(Dataset entries)
◆ ◆ ◆ ◆ ◆ ◆ ◆
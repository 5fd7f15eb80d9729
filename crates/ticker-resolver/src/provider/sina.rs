//! Sina Finance Hong Kong listing provider.
//!
//! Fallback source for the offshore universe. The market-center endpoint
//! returns a JSON array of objects (`symbol`, `name`, `engname`, prices...)
//! per page, and the literal `null` or `[]` past the last page.

use std::time::Duration;

use async_trait::async_trait;
use reqwest::Client;
use serde_json::{Map, Value};
use tracing::debug;

use crate::errors::ResolverError;
use crate::models::Market;
use crate::provider::headers::sina_headers;
use crate::provider::paging::{effective_page_size, is_last_page};
use crate::provider::{ListingProvider, ListingTable};

const HK_STOCKS_URL: &str = "https://vip.stock.finance.sina.com.cn/quotes_service/api/json_v2.php/Market_Center.getHKStockData";

const PROVIDER_ID: &str = "SINA_HK";

/// Guard against an upstream that never reports the end of the list.
const MAX_PAGES: usize = 500;

/// Default HTTP request timeout
const REQUEST_TIMEOUT: Duration = Duration::from_secs(30);

/// Parse one page body. `null` and empty bodies are an empty page.
pub(crate) fn parse_hk_page(body: &str) -> Result<Vec<Map<String, Value>>, ResolverError> {
    let trimmed = body.trim();
    if trimmed.is_empty() {
        return Ok(Vec::new());
    }
    let rows: Option<Vec<Map<String, Value>>> = serde_json::from_str(trimmed)?;
    Ok(rows.unwrap_or_default())
}

/// Sina market-center provider for Hong Kong listings.
pub struct SinaHkListingProvider {
    client: Client,
    page_size: usize,
}

impl SinaHkListingProvider {
    pub fn new(page_size: usize) -> Self {
        let client = Client::builder()
            .default_headers(sina_headers())
            .timeout(REQUEST_TIMEOUT)
            .build()
            .unwrap_or_else(|_| Client::new());

        Self {
            client,
            page_size: effective_page_size(page_size),
        }
    }

    async fn fetch_page(&self, page: usize) -> Result<Vec<Map<String, Value>>, ResolverError> {
        let page_param = page.to_string();
        let size_param = self.page_size.to_string();
        let response = self
            .client
            .get(HK_STOCKS_URL)
            .query(&[
                ("page", page_param.as_str()),
                ("num", size_param.as_str()),
                ("sort", "symbol"),
                ("asc", "1"),
                ("node", "qbgg_hk"),
                ("_s_r_a", "page"),
            ])
            .send()
            .await
            .map_err(|e| ResolverError::unavailable(PROVIDER_ID, e.to_string()))?;

        if !response.status().is_success() {
            return Err(ResolverError::unavailable(
                PROVIDER_ID,
                format!("HTTP error: {}", response.status()),
            ));
        }

        let body = response
            .text()
            .await
            .map_err(|e| ResolverError::unavailable(PROVIDER_ID, e.to_string()))?;

        parse_hk_page(&body).map_err(|e| {
            ResolverError::unavailable(PROVIDER_ID, format!("bad page {}: {}", page, e))
        })
    }
}

#[async_trait]
impl ListingProvider for SinaHkListingProvider {
    fn id(&self) -> &'static str {
        PROVIDER_ID
    }

    fn universe(&self) -> Market {
        Market::Offshore
    }

    fn priority(&self) -> u8 {
        2
    }

    async fn fetch_table(&self) -> Result<ListingTable, ResolverError> {
        let mut table = ListingTable::default();

        for page in 1..=MAX_PAGES {
            let rows = self.fetch_page(page).await?;
            let page_len = rows.len();
            table.extend_from_json_objects(&rows);
            debug!("{} page {}: {} rows", PROVIDER_ID, page, page_len);

            if is_last_page(page_len, self.page_size, table.len(), None) {
                break;
            }
        }

        Ok(table)
    }
}
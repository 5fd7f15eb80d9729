//! Error types and recovery classification for the resolver crate.
//!
//! This module provides:
//! - [`ResolverError`]: The main error enum for listing, cache and refresh operations
//! - [`Recovery`]: How the caller is expected to recover from each error

mod recovery;

pub use recovery::Recovery;

use thiserror::Error;

/// Errors that can occur while building or maintaining the listing index.
///
/// None of these ever reach a resolution caller: a name that cannot be
/// matched is `None`, not an error. Each variant is classified into a
/// [`Recovery`] via [`recovery`](Self::recovery).
#[derive(Error, Debug)]
pub enum ResolverError {
    /// A single listing provider failed or returned no usable rows.
    /// Recovered by trying the next provider for the same universe.
    #[error("Source unavailable: {provider} - {message}")]
    SourceUnavailable {
        /// The provider that failed
        provider: String,
        /// What went wrong
        message: String,
    },

    /// A listing provider did not answer within the configured timeout.
    #[error("Timeout: {provider}")]
    Timeout {
        /// The provider that timed out
        provider: String,
    },

    /// Every universe came back empty, so no snapshot could be built.
    /// The previous snapshot (if any) stays in service.
    #[error("Refresh failed: no listing rows from any universe")]
    RefreshFailed,

    /// The persisted cache file exists but could not be read back.
    /// Treated exactly like a missing cache.
    #[error("Cache corrupt at {path}: {message}")]
    CacheCorrupt {
        /// Location of the cache file
        path: String,
        /// Parse or validation failure
        message: String,
    },

    /// A listing row was rejected at ingestion (empty identifier or name).
    #[error("Invalid listing row: {0}")]
    InvalidRecord(String),

    /// Filesystem error while persisting the cache.
    #[error("IO error: {0}")]
    Io(#[from] std::io::Error),

    /// Transport error while talking to a listing provider.
    #[error("Network error: {0}")]
    Network(#[from] reqwest::Error),

    /// JSON encoding or decoding failed.
    #[error("Serialization error: {0}")]
    Serialization(#[from] serde_json::Error),
}

impl ResolverError {
    /// Returns the recovery classification for this error.
    ///
    /// # Examples
    ///
    /// ```
    /// use ticker_resolver::errors::{Recovery, ResolverError};
    ///
    /// let error = ResolverError::Timeout { provider: "SINA_HK".to_string() };
    /// assert_eq!(error.recovery(), Recovery::NextProvider);
    ///
    /// let error = ResolverError::RefreshFailed;
    /// assert_eq!(error.recovery(), Recovery::KeepCurrent);
    /// ```
    pub fn recovery(&self) -> Recovery {
        match self {
            Self::SourceUnavailable { .. }
            | Self::Timeout { .. }
            | Self::Network(_)
            | Self::Serialization(_) => Recovery::NextProvider,

            Self::RefreshFailed | Self::Io(_) => Recovery::KeepCurrent,

            Self::CacheCorrupt { .. } => Recovery::Rebuild,

            Self::InvalidRecord(_) => Recovery::SkipRow,
        }
    }

    /// Convenience constructor used by provider implementations.
    pub(crate) fn unavailable(provider: &str, message: impl Into<String>) -> Self {
        Self::SourceUnavailable {
            provider: provider.to_string(),
            message: message.into(),
        }
    }
}
//! Eastmoney listing provider.
//!
//! Pages through the quote-center `clist` endpoint, which lists every
//! instrument on a board. Only the code (`f12`) and name (`f14`) fields
//! are requested.
//!
//! # Response Format
//!
//! ```text
//! {"rc":0,"data":{"total":5321,"diff":[{"f12":"000001","f14":"平安银行"}, ...]}}
//! ```
//!
//! `data` is `null` once the requested page is past the end.

use std::time::Duration;

use async_trait::async_trait;
use reqwest::Client;
use serde::Deserialize;
use serde_json::{Map, Value};
use tracing::{debug, warn};

use crate::errors::ResolverError;
use crate::models::Market;
use crate::provider::headers::eastmoney_headers;
use crate::provider::paging::{effective_page_size, is_last_page};
use crate::provider::{ListingProvider, ListingTable};

const A_SHARE_URL: &str = "https://82.push2.eastmoney.com/api/qt/clist/get";
const HK_URL: &str = "https://72.push2.eastmoney.com/api/qt/clist/get";

/// Public token the quote-center web pages send with every request.
const UT_TOKEN: &str = "bd1d9ddb04089700cf9c27f6f7426281";

/// Shanghai main + STAR, Shenzhen main + ChiNext, Beijing.
const A_SHARE_FILTER: &str = "m:0 t:6,m:0 t:80,m:1 t:2,m:1 t:23,m:0 t:81 s:2048";

/// Hong Kong main board and GEM.
const HK_FILTER: &str = "m:128 t:3,m:128 t:4,m:128 t:1,m:128 t:2";

/// Guard against an upstream that never reports the end of the list.
const MAX_PAGES: usize = 500;

/// Default HTTP request timeout
const REQUEST_TIMEOUT: Duration = Duration::from_secs(30);

/// Which board a provider instance lists.
#[derive(Clone, Copy, Debug, Eq, PartialEq)]
pub enum EastmoneyBoard {
    AShares,
    HongKong,
}

impl EastmoneyBoard {
    fn url(&self) -> &'static str {
        match self {
            Self::AShares => A_SHARE_URL,
            Self::HongKong => HK_URL,
        }
    }

    fn filter(&self) -> &'static str {
        match self {
            Self::AShares => A_SHARE_FILTER,
            Self::HongKong => HK_FILTER,
        }
    }
}

#[derive(Debug, Deserialize)]
struct ClistResponse {
    #[serde(default)]
    data: Option<ClistData>,
}

#[derive(Debug, Deserialize)]
struct ClistData {
    #[serde(default)]
    total: usize,
    #[serde(default)]
    diff: Vec<Map<String, Value>>,
}

/// One parsed page of a `clist` response.
#[derive(Debug, Default)]
pub(crate) struct ClistPage {
    pub total: usize,
    pub rows: Vec<Map<String, Value>>,
}

/// Parse a `clist` response body.
pub(crate) fn parse_clist_page(body: &str) -> Result<ClistPage, ResolverError> {
    let response: ClistResponse = serde_json::from_str(body)?;
    Ok(response
        .data
        .map(|data| ClistPage {
            total: data.total,
            rows: data.diff,
        })
        .unwrap_or_default())
}

/// Eastmoney quote-center listing provider.
///
/// # Example
///
/// ```ignore
/// let provider = EastmoneyListingProvider::new(EastmoneyBoard::AShares, 100);
/// let table = provider.fetch_table().await?;
/// ```
pub struct EastmoneyListingProvider {
    client: Client,
    board: EastmoneyBoard,
    page_size: usize,
}

impl EastmoneyListingProvider {
    pub fn new(board: EastmoneyBoard, page_size: usize) -> Self {
        let client = Client::builder()
            .default_headers(eastmoney_headers())
            .timeout(REQUEST_TIMEOUT)
            .build()
            .unwrap_or_else(|_| Client::new());

        Self {
            client,
            board,
            page_size: effective_page_size(page_size),
        }
    }

    async fn fetch_page(&self, page: usize) -> Result<ClistPage, ResolverError> {
        let page_param = page.to_string();
        let size_param = self.page_size.to_string();
        let response = self
            .client
            .get(self.board.url())
            .query(&[
                ("pn", page_param.as_str()),
                ("pz", size_param.as_str()),
                ("po", "1"),
                ("np", "1"),
                ("ut", UT_TOKEN),
                ("fltt", "2"),
                ("invt", "2"),
                ("fid", "f12"),
                ("fs", self.board.filter()),
                ("fields", "f12,f14"),
            ])
            .send()
            .await
            .map_err(|e| ResolverError::unavailable(self.id(), e.to_string()))?;

        if !response.status().is_success() {
            return Err(ResolverError::unavailable(
                self.id(),
                format!("HTTP error: {}", response.status()),
            ));
        }

        let body = response
            .text()
            .await
            .map_err(|e| ResolverError::unavailable(self.id(), e.to_string()))?;

        parse_clist_page(&body)
            .map_err(|e| ResolverError::unavailable(self.id(), format!("bad page {}: {}", page, e)))
    }
}

#[async_trait]
impl ListingProvider for EastmoneyListingProvider {
    fn id(&self) -> &'static str {
        match self.board {
            EastmoneyBoard::AShares => "EASTMONEY_A",
            EastmoneyBoard::HongKong => "EASTMONEY_HK",
        }
    }

    fn universe(&self) -> Market {
        match self.board {
            EastmoneyBoard::AShares => Market::Domestic,
            EastmoneyBoard::HongKong => Market::Offshore,
        }
    }

    fn priority(&self) -> u8 {
        1
    }

    async fn fetch_table(&self) -> Result<ListingTable, ResolverError> {
        let mut table = ListingTable::default();

        for page in 1..=MAX_PAGES {
            let ClistPage { total, rows } = self.fetch_page(page).await?;
            let page_len = rows.len();
            table.extend_from_json_objects(&rows);

            debug!(
                "{} page {}: {} rows ({} of {})",
                self.id(),
                page,
                page_len,
                table.len(),
                total
            );

            if is_last_page(page_len, self.page_size, table.len(), Some(total)) {
                return Ok(table);
            }
        }

        warn!(
            "{} stopped after {} pages with {} rows",
            self.id(),
            MAX_PAGES,
            table.len()
        );
        Ok(table)
    }
}
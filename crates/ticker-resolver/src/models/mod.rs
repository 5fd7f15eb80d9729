//! Listing data models
//!
//! - `types` - Type aliases for identifiers (ProviderId, Identifier)
//! - `record` - One listed instrument (InstrumentRecord) with its Market and Venue
//! - `snapshot` - Immutable identifier-keyed index of records (ListingSnapshot)

mod record;
mod snapshot;
mod types;

pub use record::{InstrumentRecord, Market, Venue};
pub use snapshot::ListingSnapshot;
pub use types::{Identifier, ProviderId};
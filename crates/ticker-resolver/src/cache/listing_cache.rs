use std::sync::Arc;
use std::time::{Duration, Instant};

use chrono::{DateTime, SubsecRound, Utc};
use log::{debug, error, info, warn};
use tokio::sync::{Mutex, RwLock};

use crate::config::ResolverConfig;
use crate::errors::{Recovery, ResolverError};
use crate::models::{ListingSnapshot, Market};
use crate::source::{ListingSource, RefreshReport};

use super::store::SnapshotFile;

/// Lifecycle state of the listing cache.
#[derive(Debug, Clone, Copy, PartialEq, Eq)]
pub enum CacheState {
    /// No snapshot has been loaded or built yet.
    Empty,
    /// The snapshot is younger than the staleness threshold.
    Fresh,
    /// The snapshot is older than the staleness threshold. It is still
    /// served while a refresh is attempted.
    Stale,
}

/// Bookkeeping owned by whoever holds the refresh lock.
#[derive(Debug, Default)]
struct RefreshState {
    last_failure: Option<Instant>,
}

/// Holds the current listing snapshot and refreshes it from the source.
///
/// Readers get an `Arc` to an immutable snapshot; a refresh builds a new
/// one and swaps the pointer. At most one refresh runs at a time.
pub struct ListingCache {
    source: ListingSource,
    store: Option<SnapshotFile>,
    staleness: Duration,
    retry_cooldown: Duration,
    current: RwLock<Option<Arc<ListingSnapshot>>>,
    refresh_lock: Mutex<RefreshState>,
    last_report: RwLock<Option<RefreshReport>>,
}

impl ListingCache {
    /// Opens the cache persisted at `config.cache_path`.
    ///
    /// A missing, unreadable or corrupt file leaves the cache `Empty`; the
    /// first access then refreshes from the source.
    pub fn open(source: ListingSource, config: &ResolverConfig) -> Self {
        let store = SnapshotFile::new(&config.cache_path);
        let initial = match store.load() {
            Ok(Some(snapshot)) if !snapshot.is_empty() => Some(Arc::new(snapshot)),
            Ok(Some(_)) => {
                warn!(
                    "Listing cache at {} holds no records, ignoring it",
                    store.path().display()
                );
                None
            }
            Ok(None) => None,
            Err(e) => match e.recovery() {
                Recovery::Rebuild => {
                    warn!("Discarding listing cache: {}", e);
                    if let Err(remove_err) = std::fs::remove_file(store.path()) {
                        warn!(
                            "Failed to remove {}: {}",
                            store.path().display(),
                            remove_err
                        );
                    }
                    None
                }
                _ => {
                    warn!("Listing cache unreadable, starting empty: {}", e);
                    None
                }
            },
        };
        Self::build(source, Some(store), config, initial)
    }

    /// A cache that never touches the filesystem.
    pub fn in_memory(source: ListingSource, config: &ResolverConfig) -> Self {
        Self::build(source, None, config, None)
    }

    fn build(
        source: ListingSource,
        store: Option<SnapshotFile>,
        config: &ResolverConfig,
        initial: Option<Arc<ListingSnapshot>>,
    ) -> Self {
        Self {
            source,
            store,
            staleness: config.staleness,
            retry_cooldown: config.retry_cooldown,
            current: RwLock::new(initial),
            refresh_lock: Mutex::new(RefreshState::default()),
            last_report: RwLock::new(None),
        }
    }

    /// The snapshot currently served, without refreshing.
    pub async fn snapshot(&self) -> Option<Arc<ListingSnapshot>> {
        self.current.read().await.clone()
    }

    pub async fn state(&self) -> CacheState {
        self.state_at(Utc::now()).await
    }

    /// State as seen at `now`.
    pub async fn state_at(&self, now: DateTime<Utc>) -> CacheState {
        match self.current.read().await.as_deref() {
            None => CacheState::Empty,
            Some(snapshot) if snapshot.is_older_than(self.staleness, now) => CacheState::Stale,
            Some(_) => CacheState::Fresh,
        }
    }

    pub async fn is_stale(&self) -> bool {
        self.state().await == CacheState::Stale
    }

    /// Diagnostics of the most recent refresh attempt.
    pub async fn last_report(&self) -> Option<RefreshReport> {
        self.last_report.read().await.clone()
    }

    /// Fetches every universe and publishes a new snapshot.
    ///
    /// Waits for a refresh already in progress and ignores the retry
    /// cooldown. Fails with `RefreshFailed` when no universe produced rows;
    /// the previous snapshot then stays in service.
    pub async fn refresh(&self) -> Result<Arc<ListingSnapshot>, ResolverError> {
        let mut state = self.refresh_lock.lock().await;
        self.refresh_locked(&mut state).await
    }

    /// Returns a snapshot fit for matching, refreshing first when needed.
    ///
    /// - `Fresh`: served as is.
    /// - `Stale`: one caller refreshes; concurrent callers get the stale
    ///   snapshot instead of waiting.
    /// - `Empty`: callers wait for the refresh, so the first snapshot is
    ///   seen by everyone who asked for it.
    ///
    /// After a failed refresh no lazy refresh is attempted until the retry
    /// cooldown elapses.
    pub async fn ensure_current(&self) -> Option<Arc<ListingSnapshot>> {
        match self.state().await {
            CacheState::Fresh => {}
            CacheState::Stale => {
                let Ok(mut state) = self.refresh_lock.try_lock() else {
                    debug!("Listing refresh in progress, serving stale snapshot");
                    return self.snapshot().await;
                };
                if self.state().await == CacheState::Stale && !self.cooling_down(&state) {
                    if let Err(e) = self.refresh_locked(&mut state).await {
                        warn!("Listing refresh failed, serving stale snapshot: {}", e);
                    }
                }
            }
            CacheState::Empty => {
                let mut state = self.refresh_lock.lock().await;
                if self.state().await == CacheState::Empty && !self.cooling_down(&state) {
                    if let Err(e) = self.refresh_locked(&mut state).await {
                        error!("Listing refresh failed, no listings available: {}", e);
                    }
                }
            }
        }
        self.snapshot().await
    }

    fn cooling_down(&self, state: &RefreshState) -> bool {
        state
            .last_failure
            .is_some_and(|failed_at| failed_at.elapsed() < self.retry_cooldown)
    }

    async fn refresh_locked(
        &self,
        state: &mut RefreshState,
    ) -> Result<Arc<ListingSnapshot>, ResolverError> {
        info!("Refreshing listing index");
        let (records, report) = self.source.fetch_all().await;
        *self.last_report.write().await = Some(report);

        if records.is_empty() {
            state.last_failure = Some(Instant::now());
            return Err(ResolverError::RefreshFailed);
        }

        let snapshot = Arc::new(ListingSnapshot::build(
            records,
            Utc::now().trunc_subsecs(6),
        ));
        info!(
            "Listing index rebuilt: {} {} + {} {} instruments",
            snapshot.count_for(Market::Domestic),
            Market::Domestic,
            snapshot.count_for(Market::Offshore),
            Market::Offshore
        );

        if let Some(store) = self.store.clone() {
            let path = store.path().display().to_string();
            let to_save = Arc::clone(&snapshot);
            match tokio::task::spawn_blocking(move || store.save(&to_save)).await {
                Ok(Ok(())) => {}
                Ok(Err(e)) => warn!("Failed to persist listing cache to {}: {}", path, e),
                Err(e) => warn!("Listing cache writer for {} did not finish: {}", path, e),
            }
        }

        *self.current.write().await = Some(Arc::clone(&snapshot));
        state.last_failure = None;
        Ok(snapshot)
    }
}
◆ ◆ ◆ ◆ ◆ ◆ ◆
◆ What you have to do
Show each line of the data that contains the string "message".

◆ Result
    #[error("Source unavailable: {provider} - {message}")]
        message: String,
    #[error("Cache corrupt at {path}: {message}")]
        message: String,
    pub(crate) fn unavailable(provider: &str, message: impl Into<String>) -> Self {
            message: message.into(),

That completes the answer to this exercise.